The third important conclusion is that there are multiple regions in the parameter space which have similar probability at all times; very different parameter values produced similar values of the forward observations. This property implies that each observation individually did not provide enough information to identify the true mode. This is a direct consequence of the fact that the problem is nonmonotonic nonlinear and not just nonlinear, in contrast to the damped oscillator model examined in section 4a. The different shape and modality of the posterior PDF at different observation instances with the nonmonotonic nonlinear model implies different observational constraint from equally accurate observations, where observational constraint is defined as information contained in the observation that contributes toward identifying the correct solution. This information is constant for different observation instances with the linear and monotonic nonlinear f in section 4a. The results in Figs. 3d and 4d also illustrate another important property of the observational constraint in the case of a nonmonotonic nonlinear forward model: the number of different observation instances needed to identify the correct solution is larger than the number of degrees of freedom in the control parameter space. In the current simple examples, the number of degrees of freedom is 1 (i.e., the coefficient a or initial condition X0). This result implies that a greater number of independent observations is needed to constrain the solution for a nonmonotonic model than are required for a monotonic model for a given number of degrees of freedom.
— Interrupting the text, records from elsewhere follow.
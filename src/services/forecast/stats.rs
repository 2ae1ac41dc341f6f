//! Trend statistics and seasonality detection

use super::series::{CadenceInfo, CadenceUnit};

/// Ordinary-least-squares trend over the index sequence 1..n, plus the
/// dispersion measures that drive model selection and interval width.
#[derive(Debug, Clone, Copy)]
pub struct TrendStats {
    pub slope: f64,
    pub intercept: f64,
    pub r_squared: f64,
    pub mean: f64,
    pub std_dev: f64,
    pub coefficient_of_variation: f64,
}

/// Fit OLS over x = 1..n against y
pub fn trend_stats(ys: &[f64]) -> TrendStats {
    let n = ys.len() as f64;
    let mean = ys.iter().sum::<f64>() / n;

    let x_mean = (n + 1.0) / 2.0;
    let mut sxy = 0.0;
    let mut sxx = 0.0;
    for (i, y) in ys.iter().enumerate() {
        let x = (i + 1) as f64;
        sxy += (x - x_mean) * (y - mean);
        sxx += (x - x_mean) * (x - x_mean);
    }
    let slope = if sxx > 0.0 { sxy / sxx } else { 0.0 };
    let intercept = mean - slope * x_mean;

    let ss_tot: f64 = ys.iter().map(|y| (y - mean) * (y - mean)).sum();
    let ss_res: f64 = ys
        .iter()
        .enumerate()
        .map(|(i, y)| {
            let fitted = intercept + slope * (i + 1) as f64;
            (y - fitted) * (y - fitted)
        })
        .sum();
    // A flat series is a perfect fit for its own trend line
    let r_squared = if ss_tot > 1e-12 { (1.0 - ss_res / ss_tot).clamp(0.0, 1.0) } else { 1.0 };

    let std_dev = if ys.len() > 1 {
        (ys.iter().map(|y| (y - mean) * (y - mean)).sum::<f64>() / (n - 1.0)).sqrt()
    } else {
        0.0
    };
    let coefficient_of_variation = if mean.abs() > 1e-12 { std_dev / mean.abs() } else { 0.0 };

    TrendStats { slope, intercept, r_squared, mean, std_dev, coefficient_of_variation }
}

// ============================================================================
// Seasonality
// ============================================================================

/// A candidate seasonal period with its lag-correlation strength
#[derive(Debug, Clone, Copy)]
pub struct Seasonality {
    pub length: usize,
    pub strength: f64,
}

/// Detect seasonality when cadence and series length support a plausible
/// season:
/// - month cadence with >= 24 points: season length 12
/// - week cadence with >= 26 points: 13, or 52 once two full years exist
/// - day cadence with >= 21 points: 7
///
/// Strength is the Pearson correlation between the series and its
/// lag-shifted self. A season is only reported when the candidate length
/// is strictly shorter than the series.
pub fn detect_seasonality(ys: &[f64], cadence: &CadenceInfo) -> Option<Seasonality> {
    let n = ys.len();
    let candidate = match cadence.unit {
        CadenceUnit::Month if n >= 24 => 12,
        CadenceUnit::Week if n >= 26 => {
            if n >= 104 { 52 } else { 13 }
        },
        CadenceUnit::Day if n >= 21 => 7,
        _ => return None,
    };

    if candidate >= n {
        return None;
    }

    let strength = lag_correlation(ys, candidate);
    Some(Seasonality { length: candidate, strength })
}

/// Pearson correlation between y[..n-lag] and y[lag..]
fn lag_correlation(ys: &[f64], lag: usize) -> f64 {
    let n = ys.len();
    if lag >= n {
        return 0.0;
    }
    let a = &ys[..n - lag];
    let b = &ys[lag..];
    let len = a.len() as f64;

    let mean_a = a.iter().sum::<f64>() / len;
    let mean_b = b.iter().sum::<f64>() / len;

    let mut cov = 0.0;
    let mut var_a = 0.0;
    let mut var_b = 0.0;
    for i in 0..a.len() {
        let da = a[i] - mean_a;
        let db = b[i] - mean_b;
        cov += da * db;
        var_a += da * da;
        var_b += db * db;
    }

    if var_a < 1e-12 || var_b < 1e-12 {
        return 0.0;
    }
    cov / (var_a.sqrt() * var_b.sqrt())
}

#[cfg(test)]
mod tests {
    use super::*;
    use crate::services::forecast::series::{CadenceInfo, CadenceUnit};

    #[test]
    fn test_trend_stats_perfect_line() {
        // y = 90 + 10x over x = 1..=5
        let ys: Vec<f64> = (1..=5).map(|x| 90.0 + 10.0 * x as f64).collect();
        let stats = trend_stats(&ys);
        assert!((stats.slope - 10.0).abs() < 1e-9);
        assert!((stats.intercept - 90.0).abs() < 1e-9);
        assert!((stats.r_squared - 1.0).abs() < 1e-9);
    }

    #[test]
    fn test_trend_stats_flat_series() {
        let ys = vec![42.0; 10];
        let stats = trend_stats(&ys);
        assert!(stats.slope.abs() < 1e-9);
        assert!((stats.r_squared - 1.0).abs() < 1e-9);
        assert!(stats.std_dev < 1e-9);
    }

    #[test]
    fn test_monthly_sinusoid_detects_season_12() {
        let ys: Vec<f64> = (0..36)
            .map(|i| (2.0 * std::f64::consts::PI * i as f64 / 12.0).sin())
            .collect();
        let cadence = CadenceInfo { unit: CadenceUnit::Month, step: 1 };
        let season = detect_seasonality(&ys, &cadence).expect("season not detected");
        assert_eq!(season.length, 12);
        assert!(season.strength > 0.9, "strength {} too weak", season.strength);
    }

    #[test]
    fn test_short_series_has_no_season() {
        let ys: Vec<f64> = (0..12).map(|i| i as f64).collect();
        let cadence = CadenceInfo { unit: CadenceUnit::Month, step: 1 };
        assert!(detect_seasonality(&ys, &cadence).is_none());
    }

    #[test]
    fn test_weekly_candidate_depends_on_length() {
        let short: Vec<f64> = (0..30).map(|i| i as f64).collect();
        let long: Vec<f64> = (0..110).map(|i| i as f64).collect();
        let cadence = CadenceInfo { unit: CadenceUnit::Week, step: 1 };
        assert_eq!(detect_seasonality(&short, &cadence).unwrap().length, 13);
        assert_eq!(detect_seasonality(&long, &cadence).unwrap().length, 52);
    }

    #[test]
    fn test_daily_candidate_is_seven() {
        let ys: Vec<f64> = (0..28)
            .map(|i| (2.0 * std::f64::consts::PI * i as f64 / 7.0).sin())
            .collect();
        let cadence = CadenceInfo { unit: CadenceUnit::Day, step: 1 };
        let season = detect_seasonality(&ys, &cadence).unwrap();
        assert_eq!(season.length, 7);
        assert!(season.strength > 0.9);
    }
}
In the experiments with the initial condition for the Lorenz model (experiment 2 in Table 1) joint model PDFs are less complex than for the coefficient a and primarily exhibit two distinct extremes (Figs. 4b,f,j,n). These extremes arise from the two modes of the well-known chaotic attractor for the Lorenz 1963 model. Despite less complexity in the joint model PDFs, convolution of the result with the observation PDFs produces a variety of different posterior PDFs, the shapes of which depend on the location of the observations in the phase space at each time. For example, the posterior marginal PDF was trimodal at the first observation time (Fig. 4d), virtually uniform at the second and third times (Figs. 4h,l), and bimodal at the last time (Fig. 4p). The corresponding results for other two initial conditions were similar (not shown), and we note that the same general relationship between posterior PDFs and the properties of the nonlinear model function (i.e., whether or not the relationship is monotonic and the strength of the gradient in parameter space) can be seen in the initial condition results, as for the coefficient a.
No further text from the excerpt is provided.